On retrouve un peu plus loin tous les souvenirs naïfs de la vie du berger dans la poésie du prophète et du roi. Il se compare aux brebis qu'il conduisait dans son enfance sur les collines et aux réservoirs des montagnes de Bethléem, sa patrie.
«Jéhovah est mon berger! Je ne manquerai de rien. Il me fait parquer dans les herbes vertes, il me chasse vers les eaux transparentes.
«Quand je marche dans la vallée de l'ombre de la mort je ne crains pas qu'il m'arrive du mal; ta houlette et ton bras sont ma sécurité.
«La coupe est pleine pour moi!»
L'enthousiasme toujours figuré du vrai poëte le ressaisit aussitôt; il chante d'une voix immortelle l'entrée triomphale de Dieu dans ses mondes par les portes immenses des éternités.
«Écartez-vous! ouvrez-vous, portes de l'éternité! Écartez-vous! que le Roi de gloire entre dans ses empires!
«Qui est donc le Roi de gloire? disent les portes.
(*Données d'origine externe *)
impl Transform {
    pub fn pass_through(length: Index) -> Self {
        Transform::PassThrough { length }
    }

    pub fn pad(length: Index, left: Index, right: Index) -> Self {
        Transform::Pad {
            length,
            left,
            right,
        }
    }

    /// Right pad `length` up to the next multiple of `tile`.
    pub fn right_pad_to_multiple(length: Index, tile: Index) -> Self {
        let padded = if tile > 0 {
            super::tiles_covering(length, tile) * tile
        } else {
            length
        };
        Transform::Pad {
            length,
            left: 0,
            right: padded - length,
        }
    }

    pub fn embed(lengths: impl Into<Vec<Index>>, coefficients: impl Into<Vec<Index>>) -> Self {
        Transform::Embed {
            lengths: lengths.into(),
            coefficients: coefficients.into(),
            offset: 0,
        }
    }

    pub fn embed_with_offset(
        lengths: impl Into<Vec<Index>>,
        coefficients: impl Into<Vec<Index>>,
        offset: Index,
    ) -> Self {
        Transform::Embed {
            lengths: lengths.into(),
            coefficients: coefficients.into(),
            offset,
        }
    }

    pub fn merge(lengths: impl Into<Vec<Index>>) -> Self {
        Transform::Merge {
            lengths: lengths.into(),
        }
    }

    pub fn unmerge(lengths: impl Into<Vec<Index>>) -> Self {
        Transform::Unmerge {
            lengths: lengths.into(),
        }
    }

    pub fn freeze(index: Index) -> Self {
        Transform::Freeze { index }
    }

    pub fn name(&self) -> &'static str {
        match self {
            Transform::PassThrough { .. } => "PassThrough",
            Transform::Pad { .. } => "Pad",
            Transform::Embed { .. } => "Embed",
            Transform::Merge { .. } => "Merge",
            Transform::Unmerge { .. } => "Unmerge",
            Transform::Freeze { .. } => "Freeze",
        }
    }

    pub fn num_lower(&self) -> usize {
        match self {
            Transform::Merge { lengths } => lengths.len(),
            _ => 1,
        }
    }

    pub fn num_upper(&self) -> usize {
        match self {
            Transform::PassThrough { .. } | Transform::Pad { .. } | Transform::Merge { .. } => 1,
            Transform::Embed { lengths, .. } | Transform::Unmerge { lengths } => lengths.len(),
            Transform::Freeze { .. } => 0,
        }
    }

    pub fn upper_lengths(&self) -> Vec<Index> {
        match self {
            Transform::PassThrough { length } => vec![*length],
            Transform::Pad {
                length,
                left,
                right,
            } => vec![left + length + right],
            Transform::Embed { lengths, .. } | Transform::Unmerge { lengths } => lengths.clone(),
            Transform::Merge { lengths } => vec![lengths.iter().product()],
            Transform::Freeze { .. } => Vec::new(),
        }
    }

    /// Only padding can move an index outside its lower dimension.
    pub fn is_always_valid(&self) -> bool {
        !matches!(self, Transform::Pad { .. })
    }

    /// Check the parameters against the lengths of the lower dimensions it consumes.
    pub(crate) fn validate(&self, lower_lengths: &[Index]) -> Result<(), TransformError> {
        let name = self.name();
        if lower_lengths.len() != self.num_lower() {
            return Err(TransformError::LowerArity {
                transform: name,
                expected: self.num_lower(),
                actual: lower_lengths.len(),
            });
        }
        if self.num_lower() > MAX_DIMS || self.num_upper() > MAX_DIMS {
            return Err(TransformError::TooManyDimensions(
                self.num_lower().max(self.num_upper()),
            ));
        }

        let invalid = |reason: String| TransformError::InvalidParameters {
            transform: name,
            reason,
        };
        let positive = |lengths: &[Index]| -> Result<(), TransformError> {
            match lengths.iter().enumerate().find(|(_, l)| **l <= 0) {
                Some((dim, &length)) => Err(TransformError::NonPositiveLength { dim, length }),
                None => Ok(()),
            }
        };

        match self {
            Transform::PassThrough { length } => {
                if *length != lower_lengths[0] {
                    return Err(invalid(format!(
                        "length {} does not match lower length {}",
                        length, lower_lengths[0]
                    )));
                }
            }
            Transform::Pad {
                length,
                left,
                right,
            } => {
                if *length != lower_lengths[0] {
                    return Err(invalid(format!(
                        "length {} does not match lower length {}",
                        length, lower_lengths[0]
                    )));
                }
                if *left < 0 || *right < 0 {
                    return Err(invalid(format!(
                        "negative padding (left {left}, right {right})"
                    )));
                }
            }
            Transform::Embed {
                lengths,
                coefficients,
                offset,
            } => {
                if lengths.is_empty() || lengths.len() != coefficients.len() {
                    return Err(invalid(format!(
                        "{} lengths but {} coefficients",
                        lengths.len(),
                        coefficients.len()
                    )));
                }
                positive(lengths.as_slice())?;
                if *offset < 0 || coefficients.iter().any(|c| *c < 0) {
                    return Err(invalid("negative offset or coefficient".to_string()));
                }
                let reach = lengths
                    .iter()
                    .zip(coefficients)
                    .try_fold(*offset, |acc, (l, c)| {
                        (l - 1).checked_mul(*c).and_then(|x| x.checked_add(acc))
                    })
                    .ok_or_else(|| invalid("reachable offset overflows".to_string()))?;
                if reach >= lower_lengths[0] {
                    return Err(invalid(format!(
                        "reaches index {} of a lower dimension of length {}",
                        reach, lower_lengths[0]
                    )));
                }
            }
            Transform::Merge { lengths } => {
                if lengths.is_empty() {
                    return Err(invalid("nothing to merge".to_string()));
                }
                positive(lengths.as_slice())?;
                if lengths.as_slice() != lower_lengths {
                    return Err(invalid(format!(
                        "lengths {lengths:?} do not match lower lengths {lower_lengths:?}"
                    )));
                }
            }
            Transform::Unmerge { lengths } => {
                if lengths.is_empty() {
                    return Err(invalid("nothing to unmerge".to_string()));
                }
                positive(lengths.as_slice())?;
                let product = lengths
                    .iter()
                    .try_fold(1 as Index, |acc, l| acc.checked_mul(*l));
                if product != Some(lower_lengths[0]) {
                    return Err(TransformError::InexactUnmerge {
                        length: lower_lengths[0],
                        factors: lengths.clone(),
                    });
                }
            }
            Transform::Freeze { index } => {
                if *index < 0 || *index >= lower_lengths[0] {
                    return Err(TransformError::IndexOutOfRange {
                        dim: 0,
                        index: *index,
                        length: lower_lengths[0],
                    });
                }
            }
        }
        Ok(())
    }

    /// Forward map: compute the lower index from the upper index.
    pub fn lower_index(&self, upper: &[Index], lower: &mut [Index]) {
        match self {
            Transform::PassThrough { .. } => lower[0] = upper[0],
            Transform::Pad { left, .. } => lower[0] = upper[0] - left,
            Transform::Embed {
                coefficients,
                offset,
                ..
            } => {
                lower[0] = offset
                    + upper
                        .iter()
                        .zip(coefficients)
                        .map(|(u, c)| u * c)
                        .sum::<Index>();
            }
            Transform::Merge { lengths } => {
                let mut rest = upper[0];
                for i in (1..lengths.len()).rev() {
                    lower[i] = rest % lengths[i];
                    rest /= lengths[i];
                }
                lower[0] = rest;
            }
            Transform::Unmerge { lengths } => {
                let mut linear = 0;
                for (u, l) in upper.iter().zip(lengths) {
                    linear = linear * l + u;
                }
                lower[0] = linear;
            }
            Transform::Freeze { index } => lower[0] = *index,
        }
    }

    /// Decode: compute the upper index that maps onto `lower`.
    pub fn upper_index(&self, lower: &[Index], upper: &mut [Index]) -> Result<(), TransformError> {
        let not_decodable = || TransformError::NotDecodable {
            transform: self.name(),
            index: lower[0],
        };
        match self {
            Transform::PassThrough { .. } => upper[0] = lower[0],
            Transform::Pad { left, .. } => upper[0] = lower[0] + left,
            Transform::Embed {
                lengths,
                coefficients,
                offset,
            } => {
                // greedy decode from the largest coefficient, verified by re-encoding
                let mut order: Vec<usize> = (0..lengths.len()).collect();
                order.sort_by_key(|&i| std::cmp::Reverse(coefficients[i]));
                let mut rest = lower[0] - offset;
                if rest < 0 {
                    return Err(not_decodable());
                }
                for i in order {
                    let c = coefficients[i];
                    upper[i] = if c == 0 {
                        if lengths[i] > 1 {
                            return Err(not_decodable());
                        }
                        0
                    } else {
                        (rest / c).min(lengths[i] - 1)
                    };
                    rest -= upper[i] * c;
                }
                if rest != 0 {
                    return Err(not_decodable());
                }
            }
            Transform::Merge { lengths } => {
                let mut linear = 0;
                for (v, l) in lower.iter().zip(lengths) {
                    linear = linear * l + v;
                }
                upper[0] = linear;
            }
            Transform::Unmerge { lengths } => {
                let mut rest = lower[0];
                for i in (1..lengths.len()).rev() {
                    upper[i] = rest % lengths[i];
                    rest /= lengths[i];
                }
                upper[0] = rest;
            }
            Transform::Freeze { index } => {
                if lower[0] != *index {
                    return Err(not_decodable());
                }
            }
        }
        Ok(())
    }

    /// Incremental update.
    ///
    /// `lower` holds the lower index matching the upper index *before* the move and is
    /// updated in place; `lower_diff` receives the per-dimension change.
    pub fn update_lower_index(
        &self,
        upper_diff: &[Index],
        lower: &mut [Index],
        lower_diff: &mut [Index],
    ) {
        match self {
            Transform::PassThrough { .. } | Transform::Pad { .. } => {
                lower_diff[0] = upper_diff[0];
                lower[0] += upper_diff[0];
            }
            Transform::Embed { coefficients, .. } => {
                let d = upper_diff
                    .iter()
                    .zip(coefficients)
                    .map(|(u, c)| u * c)
                    .sum::<Index>();
                lower_diff[0] = d;
                lower[0] += d;
            }
            Transform::Unmerge { lengths } => {
                let mut d = 0;
                for (u, l) in upper_diff.iter().zip(lengths) {
                    d = d * l + u;
                }
                lower_diff[0] = d;
                lower[0] += d;
            }
            Transform::Merge { lengths } => {
                let n = lengths.len();
                let diff = upper_diff[0];
                if diff == 0 {
                    lower_diff[..n].fill(0);
                    return;
                }

                // split |diff| into row-major digits
                let mut digits = [0 as Index; MAX_DIMS];
                let mut rest = diff.abs();
                for i in (1..n).rev() {
                    digits[i] = rest % lengths[i];
                    rest /= lengths[i];
                }
                digits[0] = rest;

                if diff > 0 {
                    let mut carry = 0;
                    for i in (1..n).rev() {
                        let mut v = lower[i] + digits[i] + carry;
                        carry = 0;
                        if v >= lengths[i] {
                            v -= lengths[i];
                            carry = 1;
                        }
                        lower_diff[i] = v - lower[i];
                        lower[i] = v;
                    }
                    lower_diff[0] = digits[0] + carry;
                    lower[0] += lower_diff[0];
                } else {
                    let mut borrow = 0;
                    for i in (1..n).rev() {
                        let mut v = lower[i] - digits[i] - borrow;
                        borrow = 0;
                        if v < 0 {
                            v += lengths[i];
                            borrow = 1;
                        }
                        lower_diff[i] = v - lower[i];
                        lower[i] = v;
                    }
                    lower_diff[0] = -(digits[0] + borrow);
                    lower[0] += lower_diff[0];
                }
            }
            Transform::Freeze { .. } => lower_diff[0] = 0,
        }
    }

    /// Whether a lower index produced by this transform addresses real data.
    pub fn is_valid_lower(&self, lower: &[Index]) -> bool {
        match self {
            Transform::Pad { length, .. } => lower[0] >= 0 && lower[0] < *length,
            _ => true,
        }
    }
}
C'est Jéhovah! c'est le Tout-Puissant! c'est le Fort! Jéhovah, le Fort dans la bataille!
«Portes, écartez-vous! portes de l'éternité, ouvrez-vous, que le Roi de gloire entre! Qu'il entre, le puissant, le fort Jéhovah Tsebaoth! C'est lui qui est le Roi de gloire!...»
XIV
Quelles tendresses âpres dans les odes mystiques qu'il soupire, plus qu'il ne les chante, sur la terrasse dans son palais de Sion, dans la paix de ses jours prospères!